Data for analysis:
========================================

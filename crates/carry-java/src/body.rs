//! Statement-level facts read from a syntax subtree: call expressions with their receiver
//! chains, identifier uses that may denote fields, local variable declarations, type mentions
//! and uses of `this`/`super` as values.

use carry_core::TextRange;
use tree_sitter::Node;

use crate::names::is_capitalized;
use crate::syntax::{
    base_type_name, compact, find_named_child, is_comment, named_children, node_range, node_text,
};

/// One link of a receiver chain, read left to right.
#[derive(Clone, Debug, PartialEq, Eq)]
pub(crate) enum Segment {
    This,
    Super,
    Name(String),
    Call { name: String, arg_count: usize },
    New(String),
    Other,
}

#[derive(Clone, Debug, PartialEq, Eq)]
pub(crate) struct RawQualifier {
    pub segments: Vec<Segment>,
    pub range: TextRange,
}

#[derive(Clone, Debug, PartialEq, Eq)]
pub(crate) struct RawCall {
    pub name: String,
    pub name_range: TextRange,
    pub qualifier: Option<RawQualifier>,
    pub arg_count: usize,
}

#[derive(Clone, Debug, PartialEq, Eq)]
pub(crate) struct RawName {
    pub name: String,
    pub range: TextRange,
    pub qualifier: Option<RawQualifier>,
}

#[derive(Clone, Debug, Default)]
pub(crate) struct BodyFacts {
    /// `(name, declared type)` of every local variable declared in the subtree. Lambda
    /// parameters without a declared type get `var`.
    pub locals: Vec<(String, String)>,
    pub calls: Vec<RawCall>,
    pub names: Vec<RawName>,
    pub type_mentions: Vec<(String, TextRange)>,
    pub receiver_uses: Vec<TextRange>,
}

/// Analyzes the subtree rooted at `node`.
pub(crate) fn analyze(text: &str, node: Node<'_>) -> BodyFacts {
    let mut walker = Walker {
        text,
        facts: BodyFacts::default(),
    };
    walker.visit(node);
    walker.facts
}

/// Type mentions in `decl` outside the `skip` subtrees (used for declaration headers).
pub(crate) fn header_mentions<'t>(
    text: &str,
    decl: Node<'t>,
    skip: &[Node<'t>],
) -> Vec<(String, TextRange)> {
    let mut out = Vec::new();
    collect_mentions(text, decl, skip, &mut out);
    out
}

/// A capitalized identifier that is not selected from something else (`a.B`).
fn is_mention(text: &str, node: Node<'_>) -> bool {
    matches!(node.kind(), "identifier" | "type_identifier")
        && is_capitalized(node_text(text, node))
        && node.prev_sibling().map_or(true, |prev| prev.kind() != ".")
}

fn collect_mentions<'t>(
    text: &str,
    node: Node<'t>,
    skip: &[Node<'t>],
    out: &mut Vec<(String, TextRange)>,
) {
    if is_comment(node) || skip.contains(&node) {
        return;
    }
    if is_mention(text, node) {
        out.push((node_text(text, node).to_string(), node_range(node)));
    }
    for child in named_children(node) {
        collect_mentions(text, child, skip, out);
    }
}

/// Whether a `this` or `super` node selects a member or a constructor instead of being passed
/// around as a value.
fn serves_as_receiver(node: Node<'_>) -> bool {
    let Some(parent) = node.parent() else {
        return false;
    };
    match parent.kind() {
        "method_invocation" | "explicit_constructor_invocation" => true,
        // `Outer.this` is itself the value unless something is selected from it.
        "field_access" if parent.child_by_field_name("field") == Some(node) => {
            serves_as_receiver(parent)
        }
        "field_access" => true,
        _ => false,
    }
}

fn argument_count(arguments: Node<'_>) -> usize {
    named_children(arguments)
        .into_iter()
        .filter(|arg| !is_comment(*arg))
        .count()
}

struct Walker<'s> {
    text: &'s str,
    facts: BodyFacts,
}

impl Walker<'_> {
    fn text_of(&self, node: Node<'_>) -> String {
        node_text(self.text, node).to_string()
    }

    fn visit(&mut self, node: Node<'_>) {
        match node.kind() {
            "identifier" => self.name(node),
            "type_identifier" => self.mention(node),
            "this" | "super" => {
                if !serves_as_receiver(node) {
                    self.facts.receiver_uses.push(node_range(node));
                }
            }
            "method_invocation" => self.call(node),
            "field_access" => self.field_access(node),
            "local_variable_declaration" | "field_declaration" | "constant_declaration" => {
                self.declaration(node)
            }
            "variable_declarator" => {
                if let Some(value) = node.child_by_field_name("value") {
                    self.visit(value);
                }
            }
            "formal_parameter"
            | "spread_parameter"
            | "catch_formal_parameter"
            | "enhanced_for_statement"
            | "resource" => self.binding(node),
            "lambda_expression" => self.lambda(node),
            "instanceof_expression" => {
                let name = node.child_by_field_name("name");
                if let (Some(name), Some(ty)) = (name, node.child_by_field_name("right")) {
                    let local = (self.text_of(name), compact(node_text(self.text, ty)));
                    self.facts.locals.push(local);
                }
                self.visit_except(node, name);
            }
            "method_reference" => self.method_reference(node),
            "labeled_statement" => {
                let label = find_named_child(node, "identifier");
                self.visit_except(node, label);
            }
            "break_statement" | "continue_statement" => {}
            "marker_annotation" | "annotation" => {
                if let Some(name) = node.child_by_field_name("name") {
                    collect_mentions(self.text, name, &[], &mut self.facts.type_mentions);
                }
                if let Some(arguments) = node.child_by_field_name("arguments") {
                    self.visit(arguments);
                }
            }
            "scoped_identifier" => {
                collect_mentions(self.text, node, &[], &mut self.facts.type_mentions);
            }
            "element_value_pair" => {
                if let Some(value) = node.child_by_field_name("value") {
                    self.visit(value);
                }
            }
            // Members of local and anonymous classes: their bodies count, their names do not.
            "method_declaration"
            | "constructor_declaration"
            | "compact_constructor_declaration"
            | "class_declaration"
            | "interface_declaration"
            | "enum_declaration"
            | "record_declaration"
            | "annotation_type_declaration"
            | "enum_constant" => {
                let name = node.child_by_field_name("name");
                self.visit_except(node, name);
            }
            "class_literal" => self.visit_except(node, None),
            kind if kind.ends_with("comment") || kind.ends_with("literal") => {}
            _ => self.visit_except(node, None),
        }
    }

    fn visit_except<'t>(&mut self, node: Node<'t>, skip: Option<Node<'t>>) {
        for child in named_children(node) {
            if Some(child) != skip {
                self.visit(child);
            }
        }
    }

    fn mention(&mut self, node: Node<'_>) {
        if is_mention(self.text, node) {
            let mention = (self.text_of(node), node_range(node));
            self.facts.type_mentions.push(mention);
        }
    }

    fn name(&mut self, node: Node<'_>) {
        self.mention(node);
        let name = RawName {
            name: self.text_of(node),
            range: node_range(node),
            qualifier: None,
        };
        self.facts.names.push(name);
    }

    fn call(&mut self, node: Node<'_>) {
        let object = node.child_by_field_name("object");
        let name = node.child_by_field_name("name");
        if let Some(object) = object {
            self.visit(object);
        }
        if let Some(name) = name {
            if object.is_none() {
                self.mention(name);
            }
            let call = RawCall {
                name: self.text_of(name),
                name_range: node_range(name),
                qualifier: object.map(|object| self.qualifier(object)),
                arg_count: node
                    .child_by_field_name("arguments")
                    .map_or(0, argument_count),
            };
            self.facts.calls.push(call);
        }
        for child in named_children(node) {
            if Some(child) != object && Some(child) != name {
                self.visit(child);
            }
        }
    }

    fn field_access(&mut self, node: Node<'_>) {
        let object = node.child_by_field_name("object");
        let field = node.child_by_field_name("field");
        if let Some(object) = object {
            self.visit(object);
        }
        match field {
            Some(field) if field.kind() == "identifier" => {
                let name = RawName {
                    name: self.text_of(field),
                    range: node_range(field),
                    qualifier: object.map(|object| self.qualifier(object)),
                };
                self.facts.names.push(name);
            }
            Some(field) => self.visit(field),
            None => {}
        }
        for child in named_children(node) {
            if Some(child) != object && Some(child) != field {
                self.visit(child);
            }
        }
    }

    fn declaration(&mut self, node: Node<'_>) {
        let ty = node
            .child_by_field_name("type")
            .map(|ty| compact(node_text(self.text, ty)));
        for child in named_children(node) {
            if child.kind() != "variable_declarator" {
                self.visit(child);
                continue;
            }
            if let (Some(name), Some(ty)) = (child.child_by_field_name("name"), &ty) {
                let dims = child
                    .child_by_field_name("dimensions")
                    .map(|dims| compact(node_text(self.text, dims)))
                    .unwrap_or_default();
                let local = (self.text_of(name), format!("{ty}{dims}"));
                self.facts.locals.push(local);
            }
            self.visit(child);
        }
    }

    /// Parameters, catch parameters, enhanced-for variables and resources.
    fn binding(&mut self, node: Node<'_>) {
        let name = node.child_by_field_name("name").or_else(|| {
            find_named_child(node, "variable_declarator")
                .and_then(|declarator| declarator.child_by_field_name("name"))
        });
        if let (Some(name), Some(ty)) = (name, self.binding_type(node)) {
            let local = (self.text_of(name), ty);
            self.facts.locals.push(local);
        }
        self.visit_except(node, name);
    }

    fn binding_type(&self, node: Node<'_>) -> Option<String> {
        match node.kind() {
            "catch_formal_parameter" => {
                let catch_type = find_named_child(node, "catch_type")?;
                let alternatives: Vec<Node<'_>> = named_children(catch_type)
                    .into_iter()
                    .filter(|alt| !is_comment(*alt))
                    .collect();
                match alternatives.as_slice() {
                    [only] => Some(compact(node_text(self.text, *only))),
                    _ => Some(compact(node_text(self.text, catch_type))),
                }
            }
            "spread_parameter" => {
                let ty = named_children(node).into_iter().find(|child| {
                    !is_comment(*child)
                        && !matches!(child.kind(), "modifiers" | "variable_declarator")
                })?;
                Some(format!("{}...", compact(node_text(self.text, ty))))
            }
            _ => {
                let ty = node.child_by_field_name("type")?;
                let dims = node
                    .child_by_field_name("dimensions")
                    .map(|dims| compact(node_text(self.text, dims)))
                    .unwrap_or_default();
                Some(format!("{}{dims}", compact(node_text(self.text, ty))))
            }
        }
    }

    fn lambda(&mut self, node: Node<'_>) {
        if let Some(params) = node.child_by_field_name("parameters") {
            let inferred = match params.kind() {
                "identifier" => vec![params],
                "inferred_parameters" => named_children(params)
                    .into_iter()
                    .filter(|param| param.kind() == "identifier")
                    .collect(),
                _ => {
                    self.visit(params);
                    Vec::new()
                }
            };
            for param in inferred {
                let local = (self.text_of(param), "var".to_string());
                self.facts.locals.push(local);
            }
        }
        if let Some(body) = node.child_by_field_name("body") {
            self.visit(body);
        }
    }

    /// `Type::name` and `expr::name`: the receiver counts, the method name does not.
    fn method_reference(&mut self, node: Node<'_>) {
        let mut cursor = node.walk();
        let children: Vec<Node<'_>> = node.children(&mut cursor).collect();
        let mut after_colons = false;
        for child in children {
            if child.kind() == "::" {
                after_colons = true;
            } else if !(after_colons && child.kind() == "identifier") && child.is_named() {
                self.visit(child);
            }
        }
    }

    fn qualifier(&self, object: Node<'_>) -> RawQualifier {
        let mut segments = Vec::new();
        self.segments(object, &mut segments);
        RawQualifier {
            segments,
            range: node_range(object),
        }
    }

    fn segments(&self, node: Node<'_>, out: &mut Vec<Segment>) {
        let segment = match node.kind() {
            "this" => Segment::This,
            "super" => Segment::Super,
            "identifier" => Segment::Name(self.text_of(node)),
            "field_access" => {
                let object = node.child_by_field_name("object");
                match (object, node.child_by_field_name("field")) {
                    (Some(object), Some(field)) => {
                        self.segments(object, out);
                        match field.kind() {
                            "identifier" => Segment::Name(self.text_of(field)),
                            "this" => Segment::This,
                            _ => Segment::Other,
                        }
                    }
                    _ => Segment::Other,
                }
            }
            "method_invocation" => match node.child_by_field_name("name") {
                Some(name) => {
                    if let Some(object) = node.child_by_field_name("object") {
                        self.segments(object, out);
                    }
                    Segment::Call {
                        name: self.text_of(name),
                        arg_count: node
                            .child_by_field_name("arguments")
                            .map_or(0, argument_count),
                    }
                }
                None => Segment::Other,
            },
            "object_creation_expression" => match node.child_by_field_name("type") {
                Some(ty) => {
                    let ty = compact(node_text(self.text, ty));
                    Segment::New(base_type_name(&ty).to_string())
                }
                None => Segment::Other,
            },
            _ => Segment::Other,
        };
        out.push(segment);
    }
}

========================================

Work required: From the material above, set down exactly the lines starting at the one with "collect_mentions(text, child, skip, out);" and ending at the one with "let Some(parent) = node.parent()", end lines included.

Solution below:
        collect_mentions(text, child, skip, out);
    }
}

/// Whether a `this` or `super` node selects a member or a constructor instead of being passed
/// around as a value.
fn serves_as_receiver(node: Node<'_>) -> bool {
    let Some(parent) = node.parent() else {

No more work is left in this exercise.